■ EXCERPTED DATA
___
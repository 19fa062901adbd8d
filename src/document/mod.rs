//! The generic document tree configuration files are parsed into.
//!
//! A document is an ordered list of items. Each item has a key path (its name followed by any
//! labels), a value and the position where it was declared. Repeated keys are preserved in
//! declaration order so that callers can enforce their own cardinality rules.

mod error;
mod lexer;
mod parser;

pub use error::{Position, SyntaxError, SyntaxErrorKind};
use serde_json::{Map, Number as JsonNumber};

/// A JSON object.
pub type JsonObject = Map<String, serde_json::Value>;

/// Parse a document.
pub fn parse(input: &str) -> Result<Body, SyntaxError> {
    parser::Parser::new(input)?.parse_document()
}

/// An ordered list of items.
#[derive(Clone, Debug, Default, PartialEq)]
pub struct Body {
    items: Vec<Item>,
}

impl Body {
    /// Construct a body out of a list of items.
    pub fn new(items: Vec<Item>) -> Self {
        Self { items }
    }

    /// Get all the items in this body.
    pub fn items(&self) -> &[Item] {
        &self.items
    }

    /// Get the items whose name is the given one, in declaration order.
    pub fn filter<'a>(&'a self, name: &'a str) -> impl Iterator<Item = &'a Item> + 'a {
        self.items.iter().filter(move |item| item.name() == name)
    }

    /// Get the last unlabeled item with the given name.
    pub fn attribute(&self, name: &str) -> Option<&Item> {
        self.items.iter().rev().find(|item| item.name() == name && item.labels().is_empty())
    }

    /// Convert this body into an opaque JSON object.
    ///
    /// Labels become nested objects, so `foo "bar" { a = 1 }` turns into `{"foo": {"bar": {"a": 1}}}`. When
    /// the same key is declared more than once, objects are merged and any other value is overwritten by the
    /// later declaration.
    pub fn to_json(&self) -> JsonObject {
        let mut output = JsonObject::new();
        for item in &self.items {
            let mut value = item.value.to_json();
            for label in item.labels().iter().rev() {
                let mut wrapper = JsonObject::new();
                wrapper.insert(label.clone(), value);
                value = serde_json::Value::Object(wrapper);
            }
            merge_into(&mut output, item.name(), value);
        }
        output
    }
}

fn merge_into(target: &mut JsonObject, key: &str, value: serde_json::Value) {
    match (target.get_mut(key), value) {
        (Some(serde_json::Value::Object(existing)), serde_json::Value::Object(incoming)) => {
            for (inner_key, inner_value) in incoming {
                merge_into(existing, &inner_key, inner_value);
            }
        }
        (_, value) => {
            target.insert(key.to_string(), value);
        }
    }
}

/// An item within a body.
#[derive(Clone, Debug, PartialEq)]
pub struct Item {
    keys: Vec<String>,
    value: Value,
    position: Position,
}

impl Item {
    /// Construct a new item.
    ///
    /// `keys` must contain at least the item's name.
    pub fn new(keys: Vec<String>, value: Value, position: Position) -> Self {
        debug_assert!(!keys.is_empty(), "items need a name");
        Self { keys, value, position }
    }

    /// The item's name.
    pub fn name(&self) -> &str {
        self.keys.first().map(String::as_str).unwrap_or_default()
    }

    /// The labels that follow the item's name, if any.
    pub fn labels(&self) -> &[String] {
        self.keys.get(1..).unwrap_or_default()
    }

    /// The item's value.
    pub fn value(&self) -> &Value {
        &self.value
    }

    /// The position where this item was declared.
    pub fn position(&self) -> Position {
        self.position
    }
}

/// A value in a document.
#[derive(Clone, Debug, PartialEq)]
pub enum Value {
    String(String),
    Number(Number),
    Bool(bool),
    List(Vec<Value>),
    Object(Body),
}

impl Value {
    /// A human readable name for this value's type.
    pub fn type_name(&self) -> &'static str {
        match self {
            Self::String(_) => "string",
            Self::Number(_) => "number",
            Self::Bool(_) => "bool",
            Self::List(_) => "list",
            Self::Object(_) => "object",
        }
    }

    /// Convert this value into an opaque JSON value.
    pub fn to_json(&self) -> serde_json::Value {
        match self {
            Self::String(value) => serde_json::Value::String(value.clone()),
            Self::Number(Number::Integer(value)) => serde_json::Value::Number((*value).into()),
            Self::Number(Number::Float(value)) => {
                JsonNumber::from_f64(*value).map(serde_json::Value::Number).unwrap_or(serde_json::Value::Null)
            }
            Self::Bool(value) => serde_json::Value::Bool(*value),
            Self::List(values) => serde_json::Value::Array(values.iter().map(Value::to_json).collect()),
            Self::Object(body) => serde_json::Value::Object(body.to_json()),
        }
    }
}

/// A numeric value.
#[derive(Clone, Copy, Debug, PartialEq)]
pub enum Number {
    Integer(i64),
    Float(f64),
}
___
■ GOAL OF THE EXERCISE
Copy exactly the lines that run from the first line of the data to the line containing "Parse a document.", please, with both ends included and nothing else.

■ PROBLEM SOLUTION
repository 19fa062901adbd8d
filename src/document/mod.rs
//! The generic document tree configuration files are parsed into.
//!
//! A document is an ordered list of items. Each item has a key path (its name followed by any
//! labels), a value and the position where it was declared. Repeated keys are preserved in
//! declaration order so that callers can enforce their own cardinality rules.

mod error;
mod lexer;
mod parser;

pub use error::{Position, SyntaxError, SyntaxErrorKind};
use serde_json::{Map, Number as JsonNumber};

/// A JSON object.
pub type JsonObject = Map<String, serde_json::Value>;

/// Parse a document.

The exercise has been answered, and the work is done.